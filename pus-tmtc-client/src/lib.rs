//! TMTC client which tests on-board software with PUS telecommands.
//!
//! The client sends the telecommands of a test queue over a UDP, serial or dummy interface and
//! collects the telemetry replies with the listener and sender components of [pus_tmtc].
pub mod cli;
pub mod config;
pub mod handler;
pub mod interface;
pub mod logging;
pub mod report;
pub mod tc;
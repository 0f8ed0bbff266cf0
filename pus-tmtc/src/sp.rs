//! CCSDS space packet primary header used by all PUS packets.
//!
//! The 6 byte header layout according to CCSDS 133.0-B-2:
//!
//! | Version (3) | Type (1) | Sec. Header Flag (1) | APID (11) | Seq. Flags (2) | SSC (14) | Length (16) |
use crate::ecss::PusError;
use num_enum::{IntoPrimitive, TryFromPrimitive};

pub const CCSDS_HEADER_LEN: usize = 6;
pub const MAX_APID: u16 = 0x7FF;
pub const MAX_SEQ_COUNT: u16 = 0x3FFF;

#[derive(Debug, Copy, Clone, PartialEq, Eq, TryFromPrimitive, IntoPrimitive)]
#[cfg_attr(feature = "serde", derive(serde::Serialize, serde::Deserialize))]
#[repr(u8)]
pub enum PacketType {
    Tm = 0,
    Tc = 1,
}

#[derive(Debug, Copy, Clone, PartialEq, Eq, TryFromPrimitive, IntoPrimitive)]
#[cfg_attr(feature = "serde", derive(serde::Serialize, serde::Deserialize))]
#[repr(u8)]
pub enum SequenceFlags {
    ContinuationSegment = 0b00,
    FirstSegment = 0b01,
    LastSegment = 0b10,
    Unsegmented = 0b11,
}

/// Generic trait to access fields of a CCSDS space packet header.
pub trait CcsdsPrimaryHeader {
    const SEQ_FLAG_MASK: u16 = 0xC000;

    fn version(&self) -> u8;
    /// Retrieve 13 bit Packet Identification field, consisting of type, secondary header flag
    /// and APID.
    fn packet_id(&self) -> u16;
    /// Retrieve Packet Sequence Control field.
    fn psc(&self) -> u16;
    /// Retrieve data length field. This is the number of octets of the packet data field
    /// minus one.
    fn data_len(&self) -> u16;

    #[inline]
    fn ptype(&self) -> PacketType {
        if (self.packet_id() >> 12) & 0b1 == 1 {
            PacketType::Tc
        } else {
            PacketType::Tm
        }
    }

    #[inline]
    fn is_tm(&self) -> bool {
        self.ptype() == PacketType::Tm
    }

    #[inline]
    fn is_tc(&self) -> bool {
        self.ptype() == PacketType::Tc
    }

    #[inline]
    fn sec_header_flag(&self) -> bool {
        (self.packet_id() >> 11) & 0x01 != 0
    }

    #[inline]
    fn apid(&self) -> u16 {
        self.packet_id() & MAX_APID
    }

    #[inline]
    fn ssc(&self) -> u16 {
        self.psc() & (!Self::SEQ_FLAG_MASK)
    }

    #[inline]
    fn sequence_flags(&self) -> SequenceFlags {
        match (self.psc() & Self::SEQ_FLAG_MASK) >> 14 {
            0b00 => SequenceFlags::ContinuationSegment,
            0b01 => SequenceFlags::FirstSegment,
            0b10 => SequenceFlags::LastSegment,
            _ => SequenceFlags::Unsegmented,
        }
    }

    /// Full packet length including the primary header.
    #[inline]
    fn packet_len(&self) -> usize {
        self.data_len() as usize + CCSDS_HEADER_LEN + 1
    }
}

/// Space packet primary header. The version is always 0.
#[derive(Debug, Copy, Clone, PartialEq, Eq)]
#[cfg_attr(feature = "serde", derive(serde::Serialize, serde::Deserialize))]
pub struct SpHeader {
    pub ptype: PacketType,
    pub sec_header_flag: bool,
    pub apid: u16,
    pub seq_flags: SequenceFlags,
    pub ssc: u16,
    pub data_len: u16,
}

impl Default for SpHeader {
    /// Zeroed header. This is also what a structurally broken packet decodes to.
    fn default() -> Self {
        SpHeader {
            ptype: PacketType::Tm,
            sec_header_flag: false,
            apid: 0,
            seq_flags: SequenceFlags::ContinuationSegment,
            ssc: 0,
            data_len: 0,
        }
    }
}

impl SpHeader {
    /// Create a stand-alone packet header. APID and sequence count are truncated to their
    /// field widths.
    pub fn new(
        ptype: PacketType,
        sec_header_flag: bool,
        apid: u16,
        ssc: u16,
        data_len: u16,
    ) -> Self {
        SpHeader {
            ptype,
            sec_header_flag,
            apid: apid & MAX_APID,
            seq_flags: SequenceFlags::Unsegmented,
            ssc: ssc & MAX_SEQ_COUNT,
            data_len,
        }
    }

    pub fn new_tc(apid: u16, ssc: u16, data_len: u16) -> Self {
        Self::new(PacketType::Tc, true, apid, ssc, data_len)
    }

    pub fn new_tm(apid: u16, ssc: u16, data_len: u16) -> Self {
        Self::new(PacketType::Tm, true, apid, ssc, data_len)
    }

    pub fn write_to_be_bytes(&self, buf: &mut [u8]) -> Result<(), PusError> {
        if buf.len() < CCSDS_HEADER_LEN {
            return Err(PusError::TooShort {
                expected: CCSDS_HEADER_LEN,
                found: buf.len(),
            });
        }
        buf[0..2].copy_from_slice(&self.packet_id().to_be_bytes());
        buf[2..4].copy_from_slice(&self.psc().to_be_bytes());
        buf[4..6].copy_from_slice(&self.data_len.to_be_bytes());
        Ok(())
    }

    pub fn from_be_bytes(buf: &[u8]) -> Result<Self, PusError> {
        if buf.len() < CCSDS_HEADER_LEN {
            return Err(PusError::TooShort {
                expected: CCSDS_HEADER_LEN,
                found: buf.len(),
            });
        }
        let packet_id = u16::from_be_bytes([buf[0], buf[1]]);
        let psc = u16::from_be_bytes([buf[2], buf[3]]);
        let ptype = if (packet_id >> 12) & 0b1 == 1 {
            PacketType::Tc
        } else {
            PacketType::Tm
        };
        // Two bit value, can not fail.
        let seq_flags = SequenceFlags::try_from((psc >> 14) as u8)
            .unwrap_or(SequenceFlags::Unsegmented);
        Ok(SpHeader {
            ptype,
            sec_header_flag: (packet_id >> 11) & 0b1 == 1,
            apid: packet_id & MAX_APID,
            seq_flags,
            ssc: psc & MAX_SEQ_COUNT,
            data_len: u16::from_be_bytes([buf[4], buf[5]]),
        })
    }
}

impl CcsdsPrimaryHeader for SpHeader {
    #[inline]
    fn version(&self) -> u8 {
        0
    }

    #[inline]
    fn packet_id(&self) -> u16 {
        ((self.ptype as u16) << 12) | ((self.sec_header_flag as u16) << 11) | self.apid
    }

    #[inline]
    fn psc(&self) -> u16 {
        ((self.seq_flags as u16) << 14) | self.ssc
    }

    #[inline]
    fn data_len(&self) -> u16 {
        self.data_len
    }
}

/// Read the full packet length from the length field of a raw packet. Returns [None] if the
/// buffer does not even hold a primary header.
pub fn packet_len_from_raw(raw: &[u8]) -> Option<usize> {
    if raw.len() < CCSDS_HEADER_LEN {
        return None;
    }
    Some(u16::from_be_bytes([raw[4], raw[5]]) as usize + CCSDS_HEADER_LEN + 1)
}

pub fn packet_id_from_raw(raw: &[u8]) -> Option<u16> {
    if raw.len() < 2 {
        return None;
    }
    Some(u16::from_be_bytes([raw[0], raw[1]]))
}
//! Service 20: parameter management.
use super::service200::{pack_mode_data, MODE_NORMAL};
use super::TcPacker;
use crate::config::object_ids;
use pus_tmtc::ecss::PusError;

pub const TC_LOAD_PARAMETER: u8 = 128;
pub const TC_DUMP_PARAMETER: u8 = 129;

pub fn pack_parameter_load(object_id: u32, parameter_id: u32, value: &[u8]) -> Vec<u8> {
    let mut data = pack_parameter_dump(object_id, parameter_id);
    data.extend_from_slice(value);
    data
}

pub fn pack_parameter_dump(object_id: u32, parameter_id: u32) -> Vec<u8> {
    let mut data = Vec::with_capacity(8);
    data.extend_from_slice(&object_id.to_be_bytes());
    data.extend_from_slice(&parameter_id.to_be_bytes());
    data
}

/// If `called_externally` is set, the header print and the export are omitted.
pub fn pack_service20_test_into(
    packer: &mut TcPacker,
    called_externally: bool,
) -> Result<(), PusError> {
    if !called_externally {
        packer.print("Testing Service 20");
    }
    let object_id = object_ids::DUMMY_DEVICE;
    packer.print("Testing Service 20: Set Normal Mode");
    packer.tc(200, 1, 2000, &pack_mode_data(object_id, MODE_NORMAL, 0))?;
    packer.print("Testing Service 20: Load uint32_t");
    let load = pack_parameter_load(object_id, 0, &42_u32.to_be_bytes());
    packer.tc(20, TC_LOAD_PARAMETER, 2001, &load)?;
    packer.print("Testing Service 20: Dump uint32_t");
    packer.tc(20, TC_DUMP_PARAMETER, 2001, &pack_parameter_dump(object_id, 0))?;
    if !called_externally {
        packer.export("tmtc_log_service20.txt");
    }
    Ok(())
}
//! Telecommand queue consumed by the sender/receiver family.
//!
//! The queue is strictly FIFO: entries are consumed in insertion order. Besides telecommands,
//! it carries directives which are executed by the sender when they are dequeued.
//!
//! Queues can also be written as a line based script:
//!
//! ```text
//! # Comment
//! print Testing Service 17
//! tc 17 1 1700
//! wait 2.0
//! tc 200 1 2000 4400affe0000000100
//! timeout 10
//! export log/tmtc_log_service17.txt
//! ```
use crate::ecss::PusError;
use crate::tc::{PackedTc, PusTcCreator};
use std::collections::VecDeque;
use std::path::PathBuf;
use std::time::Duration;

#[derive(Debug, Clone, PartialEq, Eq)]
pub enum TcQueueEntry {
    Telecommand(PackedTc),
    /// Suspend the sender. The wait time is also added to the TM timeout.
    Wait(Duration),
    /// Print the text and add it to the file buffer separated by blank lines.
    Print(String),
    /// Print the text and add it to the file buffer as is.
    RawPrint(String),
    /// Write the buffered output to the given file.
    Export(PathBuf),
    /// Set the TM timeout of the sender.
    SetTimeout(Duration),
}

impl TcQueueEntry {
    pub fn is_telecommand(&self) -> bool {
        matches!(self, TcQueueEntry::Telecommand(_))
    }

    /// Build a directive from its tagged form. Telecommands use the `tc` tag followed by
    /// service, subservice, SSC and optional hex encoded application data.
    pub fn from_tagged(tag: &str, arg: &str, apid: u16) -> Result<Self, QueueEntryError> {
        let arg = arg.trim();
        match tag {
            "wait" => Ok(TcQueueEntry::Wait(parse_seconds(tag, arg)?)),
            "print" => Ok(TcQueueEntry::Print(arg.to_string())),
            "rawprint" => Ok(TcQueueEntry::RawPrint(arg.to_string())),
            "export" => {
                if arg.is_empty() {
                    return Err(QueueEntryError::MissingArgument("export"));
                }
                Ok(TcQueueEntry::Export(PathBuf::from(arg)))
            }
            "timeout" => Ok(TcQueueEntry::SetTimeout(parse_seconds(tag, arg)?)),
            "tc" => parse_telecommand(arg, apid),
            _ => Err(QueueEntryError::UnknownTag(tag.to_string())),
        }
    }
}

#[derive(Debug, Clone, PartialEq, Eq, thiserror::Error)]
pub enum QueueEntryError {
    #[error("unknown queue entry tag {0:?}")]
    UnknownTag(String),
    #[error("missing argument for {0} entry")]
    MissingArgument(&'static str),
    #[error("invalid argument {value:?} for {tag} entry")]
    InvalidArgument { tag: String, value: String },
    #[error("line {line}: {source}")]
    Script {
        line: usize,
        #[source]
        source: Box<QueueEntryError>,
    },
    #[error("packing telecommand failed: {0}")]
    Pus(#[from] PusError),
}

fn invalid(tag: &str, value: &str) -> QueueEntryError {
    QueueEntryError::InvalidArgument {
        tag: tag.to_string(),
        value: value.to_string(),
    }
}

fn parse_seconds(tag: &str, arg: &str) -> Result<Duration, QueueEntryError> {
    let secs: f64 = arg.parse().map_err(|_| invalid(tag, arg))?;
    Duration::try_from_secs_f64(secs).map_err(|_| invalid(tag, arg))
}

fn parse_telecommand(arg: &str, apid: u16) -> Result<TcQueueEntry, QueueEntryError> {
    let mut fields = arg.split_whitespace();
    let mut next_field =
        |name: &'static str| fields.next().ok_or(QueueEntryError::MissingArgument(name));
    let service = next_field("tc service")?;
    let subservice = next_field("tc subservice")?;
    let ssc = next_field("tc ssc")?;
    let service: u8 = service.parse().map_err(|_| invalid("tc", service))?;
    let subservice: u8 = subservice.parse().map_err(|_| invalid("tc", subservice))?;
    let ssc: u16 = ssc.parse().map_err(|_| invalid("tc", ssc))?;
    let app_data = match fields.next() {
        Some(hex_data) => hex::decode(hex_data).map_err(|_| invalid("tc", hex_data))?,
        None => Vec::new(),
    };
    if let Some(extra) = fields.next() {
        return Err(invalid("tc", extra));
    }
    let tc = PusTcCreator::new(apid, service, subservice, ssc, &app_data)?;
    Ok(TcQueueEntry::Telecommand(tc.pack()?))
}

#[derive(Debug, Clone, PartialEq, Eq, Default)]
pub struct TcQueue {
    entries: VecDeque<TcQueueEntry>,
}

impl TcQueue {
    pub fn new() -> Self {
        Self::default()
    }

    pub fn push(&mut self, entry: TcQueueEntry) {
        self.entries.push_back(entry);
    }

    pub fn push_tc(&mut self, tc: &PusTcCreator) -> Result<(), PusError> {
        self.push(TcQueueEntry::Telecommand(tc.pack()?));
        Ok(())
    }

    pub fn push_wait(&mut self, wait_time: Duration) {
        self.push(TcQueueEntry::Wait(wait_time));
    }

    pub fn push_print(&mut self, text: impl Into<String>) {
        self.push(TcQueueEntry::Print(text.into()));
    }

    pub fn push_raw_print(&mut self, text: impl Into<String>) {
        self.push(TcQueueEntry::RawPrint(text.into()));
    }

    pub fn push_export(&mut self, path: impl Into<PathBuf>) {
        self.push(TcQueueEntry::Export(path.into()));
    }

    pub fn push_timeout(&mut self, timeout: Duration) {
        self.push(TcQueueEntry::SetTimeout(timeout));
    }

    /// Remove the oldest entry.
    pub fn pop(&mut self) -> Option<TcQueueEntry> {
        self.entries.pop_front()
    }

    pub fn append(&mut self, other: &mut TcQueue) {
        self.entries.append(&mut other.entries);
    }

    pub fn len(&self) -> usize {
        self.entries.len()
    }

    pub fn is_empty(&self) -> bool {
        self.entries.is_empty()
    }

    pub fn num_telecommands(&self) -> usize {
        self.entries.iter().filter(|entry| entry.is_telecommand()).count()
    }

    pub fn iter(&self) -> impl Iterator<Item = &TcQueueEntry> {
        self.entries.iter()
    }

    /// Parse a queue script. Empty lines and lines starting with `#` are skipped. The first
    /// word of each line is the entry tag, the rest of the line is its argument.
    pub fn from_script(script: &str, apid: u16) -> Result<Self, QueueEntryError> {
        let mut queue = Self::new();
        for (idx, line) in script.lines().enumerate() {
            let line = line.trim();
            if line.is_empty() || line.starts_with('#') {
                continue;
            }
            let (tag, arg) = line.split_once(char::is_whitespace).unwrap_or((line, ""));
            let entry =
                TcQueueEntry::from_tagged(tag, arg, apid).map_err(|e| QueueEntryError::Script {
                    line: idx + 1,
                    source: Box::new(e),
                })?;
            queue.push(entry);
        }
        Ok(queue)
    }
}

impl FromIterator<TcQueueEntry> for TcQueue {
    fn from_iter<I: IntoIterator<Item = TcQueueEntry>>(iter: I) -> Self {
        Self {
            entries: iter.into_iter().collect(),
        }
    }
}

#[cfg(test)]
mod tests {
    use super::*;

    #[test]
    fn test_fifo_order() {
        let mut queue = TcQueue::new();
        queue.push_print("first");
        queue
            .push_tc(&PusTcCreator::new(0x73, 17, 1, 1700, &[]).unwrap())
            .unwrap();
        queue.push_wait(Duration::from_secs(2));
        assert_eq!(queue.len(), 3);
        assert_eq!(queue.num_telecommands(), 1);
        assert_eq!(queue.pop(), Some(TcQueueEntry::Print("first".to_string())));
        let Some(TcQueueEntry::Telecommand(tc)) = queue.pop() else {
            panic!("expected telecommand");
        };
        assert_eq!(tc.info.ssc, 1700);
        assert_eq!(queue.pop(), Some(TcQueueEntry::Wait(Duration::from_secs(2))));
        assert!(queue.pop().is_none());
    }

    #[test]
    fn test_script() {
        let script = "\
# Service 17 test
print Testing Service 17
tc 17 1 1700
wait 1.5
tc 200 1 2000 4400AFFE0000000100
timeout 10
rawprint done
export log/tmtc_log_service17.txt
";
        let mut queue = TcQueue::from_script(script, 0x73).unwrap();
        assert_eq!(queue.len(), 7);
        assert_eq!(queue.num_telecommands(), 2);
        assert_eq!(
            queue.pop(),
            Some(TcQueueEntry::Print("Testing Service 17".to_string()))
        );
        queue.pop();
        assert_eq!(
            queue.pop(),
            Some(TcQueueEntry::Wait(Duration::from_millis(1500)))
        );
        let Some(TcQueueEntry::Telecommand(mode_tc)) = queue.pop() else {
            panic!("expected telecommand");
        };
        assert_eq!(mode_tc.info.service, 200);
        assert_eq!(
            mode_tc.info.data,
            vec![0x44, 0x00, 0xAF, 0xFE, 0, 0, 0, 1, 0]
        );
        assert_eq!(
            queue.pop(),
            Some(TcQueueEntry::SetTimeout(Duration::from_secs(10)))
        );
    }

    #[test]
    fn test_unknown_tag() {
        let error = TcQueue::from_script("print ok\nsleep 3\n", 0x73).unwrap_err();
        assert_eq!(
            error,
            QueueEntryError::Script {
                line: 2,
                source: Box::new(QueueEntryError::UnknownTag("sleep".to_string()))
            }
        );
    }

    #[test]
    fn test_invalid_arguments() {
        assert_eq!(
            TcQueueEntry::from_tagged("wait", "soon", 0).unwrap_err(),
            QueueEntryError::InvalidArgument {
                tag: "wait".to_string(),
                value: "soon".to_string()
            }
        );
        assert_eq!(
            TcQueueEntry::from_tagged("tc", "17", 0).unwrap_err(),
            QueueEntryError::MissingArgument("tc subservice")
        );
        assert!(TcQueueEntry::from_tagged("tc", "17 1 0 zz", 0).is_err());
        assert!(TcQueueEntry::from_tagged("tc", "300 1 0", 0).is_err());
        assert!(TcQueueEntry::from_tagged("wait", "-1", 0).is_err());
        assert_eq!(
            TcQueueEntry::from_tagged("export", "", 0).unwrap_err(),
            QueueEntryError::MissingArgument("export")
        );
    }
}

* EXERCISE INSTRUCTIONS *
Where a line of the data holds the word "Debug", copy that line.

* FINISHED TASK *
#[derive(Debug, Copy, Clone, PartialEq, Eq, TryFromPrimitive, IntoPrimitive)]
#[derive(Debug, Copy, Clone, PartialEq, Eq, TryFromPrimitive, IntoPrimitive)]
#[derive(Debug, Copy, Clone, PartialEq, Eq)]
#[derive(Debug, Clone, PartialEq, Eq)]
#[derive(Debug, Clone, PartialEq, Eq, thiserror::Error)]
#[derive(Debug, Clone, PartialEq, Eq, Default)]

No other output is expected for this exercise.